Fluorescence In Situ Hybridization (FISH) Signal Analysis Using Automated Generated Projection Images

Received14 Jan 2012
Accepted24 Jul 2012

Abstract

Fluorescence in situ hybridization (FISH) tests provide promising molecular imaging biomarkers to more accurately and reliably detect and diagnose cancers and genetic disorders. Since current manual FISH signal analysis is low-efficient and inconsistent, which limits its clinical utility, developing automated FISH image scanning systems and computer-aided detection (CAD) schemes has been attracting research interests. To acquire high-resolution FISH images in a multi-spectral scanning mode, a huge amount of image data with the stack of the multiple three-dimensional (3-D) image slices is generated from a single specimen. Automated preprocessing these scanned images to eliminate the non-useful and redundant data is important to make the automated FISH tests acceptable in clinical applications. In this study, a dual-detector fluorescence image scanning system was applied to scan four specimen slides with FISH-probed chromosome X. A CAD scheme was developed to detect analyzable interphase cells and map the multiple imaging slices recorded FISH-probed signals into the 2-D projection images. CAD scheme was then applied to each projection image to detect analyzable interphase cells using an adaptive multiple-threshold algorithm, identify FISH-probed signals using a top-hat transform, and compute the ratios between the normal and abnormal cells.
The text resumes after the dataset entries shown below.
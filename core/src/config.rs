//! Configuration for the diff engine.
//!
//! `DiffConfig` centralizes the alignment thresholds and behavioral knobs so
//! that the engine functions never read ambient state: every comparison gets
//! the configuration it runs with passed in explicitly.

use serde::{Deserialize, Serialize};
use thiserror::Error;

#[derive(Debug, Clone, PartialEq, Serialize, Deserialize)]
#[serde(default)]
pub struct DiffConfig {
    /// Ceiling on `left_rows * right_rows` before the DP aligner is skipped
    /// in favor of id-keyed matching.
    #[serde(alias = "maxAlignCells")]
    pub max_align_cells: u64,
    /// Emit one log event per alignment decision and per degradation.
    #[serde(alias = "logDecisions")]
    pub log_decisions: bool,
    #[serde(alias = "moveSimilarityThreshold")]
    pub move_similarity_threshold: f64,
    /// Candidate pairs above this count disable move detection for a table.
    #[serde(alias = "moveMaxPairs")]
    pub move_max_pairs: u32,
    pub enable_moves: bool,
    /// Longest input (in characters) for which inline text spans are computed.
    pub text_diff_max_len: u32,
    /// Largest `left_len * right_len` for which inline text spans are computed.
    pub text_diff_max_cells: u64,
}

impl Default for DiffConfig {
    fn default() -> Self {
        Self {
            max_align_cells: 50_000,
            log_decisions: false,
            move_similarity_threshold: 0.8,
            move_max_pairs: 5_000,
            enable_moves: true,
            text_diff_max_len: 4_000,
            text_diff_max_cells: 200_000,
        }
    }
}

impl DiffConfig {
    pub fn fastest() -> Self {
        Self {
            max_align_cells: 10_000,
            enable_moves: false,
            text_diff_max_len: 1_000,
            text_diff_max_cells: 50_000,
            ..Default::default()
        }
    }

    pub fn balanced() -> Self {
        Self::default()
    }

    pub fn most_precise() -> Self {
        Self {
            max_align_cells: 250_000,
            move_similarity_threshold: 0.9,
            move_max_pairs: 20_000,
            ..Default::default()
        }
    }

    pub fn builder() -> DiffConfigBuilder {
        DiffConfigBuilder {
            inner: DiffConfig::default(),
        }
    }

    pub fn validate(&self) -> Result<(), ConfigError> {
        if !self.move_similarity_threshold.is_finite()
            || self.move_similarity_threshold < 0.0
            || self.move_similarity_threshold > 1.0
        {
            return Err(ConfigError::InvalidMoveSimilarity {
                value: self.move_similarity_threshold,
            });
        }

        ensure_non_zero(self.max_align_cells, "max_align_cells")?;
        ensure_non_zero(self.move_max_pairs as u64, "move_max_pairs")?;
        ensure_non_zero(self.text_diff_max_len as u64, "text_diff_max_len")?;
        ensure_non_zero(self.text_diff_max_cells, "text_diff_max_cells")?;

        Ok(())
    }

    pub(crate) fn text_limits(&self) -> crate::text_diff::TextDiffLimits {
        crate::text_diff::TextDiffLimits {
            max_len: self.text_diff_max_len as usize,
            max_cells: self.text_diff_max_cells,
        }
    }
}

#[derive(Debug, Clone, PartialEq, Error)]
pub enum ConfigError {
    #[error("move_similarity_threshold must be in [0.0, 1.0] and finite (got {value})")]
    InvalidMoveSimilarity { value: f64 },
    #[error("{field} must be greater than zero (got {value})")]
    NonPositiveLimit { field: &'static str, value: u64 },
}

fn ensure_non_zero(value: u64, field: &'static str) -> Result<(), ConfigError> {
    if value == 0 {
        return Err(ConfigError::NonPositiveLimit { field, value });
    }
    Ok(())
}

#[derive(Debug, Clone)]
pub struct DiffConfigBuilder {
    inner: DiffConfig,
}

impl Default for DiffConfigBuilder {
    fn default() -> Self {
        Self::new()
    }
}

impl DiffConfigBuilder {
    pub fn new() -> Self {
        DiffConfig::builder()
    }

    pub fn max_align_cells(mut self, value: u64) -> Self {
        self.inner.max_align_cells = value;
        self
    }

    pub fn log_decisions(mut self, value: bool) -> Self {
        self.inner.log_decisions = value;
        self
    }

    pub fn move_similarity_threshold(mut self, value: f64) -> Self {
        self.inner.move_similarity_threshold = value;
        self
    }

    pub fn move_max_pairs(mut self, value: u32) -> Self {
        self.inner.move_max_pairs = value;
        self
    }

    pub fn enable_moves(mut self, value: bool) -> Self {
        self.inner.enable_moves = value;
        self
    }

    pub fn text_diff_max_len(mut self, value: u32) -> Self {
        self.inner.text_diff_max_len = value;
        self
    }

    pub fn text_diff_max_cells(mut self, value: u64) -> Self {
        self.inner.text_diff_max_cells = value;
        self
    }

    pub fn build(self) -> Result<DiffConfig, ConfigError> {
        self.inner.validate()?;
        Ok(self.inner)
    }
}

#[cfg(test)]
mod tests {
    use super::*;

    #[test]
    fn defaults_match_documented_limits() {
        let cfg = DiffConfig::default();
        assert_eq!(cfg.max_align_cells, 50_000);
        assert!(!cfg.log_decisions);
        assert!((cfg.move_similarity_threshold - 0.8).abs() < f64::EPSILON);
        assert_eq!(cfg.move_max_pairs, 5_000);
        assert!(cfg.enable_moves);
        assert!(cfg.validate().is_ok());
    }

    #[test]
    fn serde_roundtrip_preserves_defaults() {
        let cfg = DiffConfig::default();
        let json = serde_json::to_string(&cfg).expect("serialize default config");
        let parsed: DiffConfig = serde_json::from_str(&json).expect("deserialize default config");
        assert_eq!(cfg, parsed);
    }

    #[test]
    fn serde_aliases_accept_camel_case_option_names() {
        let json = r#"{
            "maxAlignCells": 1,
            "logDecisions": true,
            "moveSimilarityThreshold": 0.5,
            "moveMaxPairs": 7
        }"#;
        let cfg: DiffConfig = serde_json::from_str(json).expect("deserialize with aliases");
        assert_eq!(cfg.max_align_cells, 1);
        assert!(cfg.log_decisions);
        assert!((cfg.move_similarity_threshold - 0.5).abs() < f64::EPSILON);
        assert_eq!(cfg.move_max_pairs, 7);
        assert_eq!(cfg.text_diff_max_len, 4_000);
    }

    #[test]
    fn builder_rejects_invalid_similarity_threshold() {
        let err = DiffConfig::builder()
            .move_similarity_threshold(2.0)
            .build()
            .expect_err("builder should reject invalid probability");
        assert!(matches!(
            err,
            ConfigError::InvalidMoveSimilarity { value } if (value - 2.0).abs() < f64::EPSILON
        ));
    }

    #[test]
    fn builder_rejects_zero_ceiling() {
        let err = DiffConfig::builder()
            .max_align_cells(0)
            .build()
            .expect_err("zero ceiling is invalid");
        assert_eq!(
            err,
            ConfigError::NonPositiveLimit {
                field: "max_align_cells",
                value: 0
            }
        );
    }

    #[test]
    fn presets_differ_in_expected_directions() {
        let fastest = DiffConfig::fastest();
        let balanced = DiffConfig::balanced();
        let precise = DiffConfig::most_precise();

        assert!(!fastest.enable_moves);
        assert!(fastest.max_align_cells <= balanced.max_align_cells);
        assert!(precise.max_align_cells >= balanced.max_align_cells);
        assert!(precise.move_similarity_threshold >= balanced.move_similarity_threshold);
        assert!(fastest.validate().is_ok());
        assert!(precise.validate().is_ok());
    }
}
To assess CAD performance, the FISH-probed signals were also independently visually detected by an observer. The Kappa coefficients for agreement between CAD and observer ranged from 0.69 to 1.0 in detecting/counting FISH signal spots in four testing samples. The study demonstrated the feasibility of automated FISH signal analysis that applying a CAD scheme to the automated generated 2-D projection images.

Copyright © 2012 Hindawi Publishing Corporation and the authors. This is an open access article distributed under the Creative Commons Attribution License, which permits unrestricted use, distribution, and reproduction in any medium, provided the original work is properly cited.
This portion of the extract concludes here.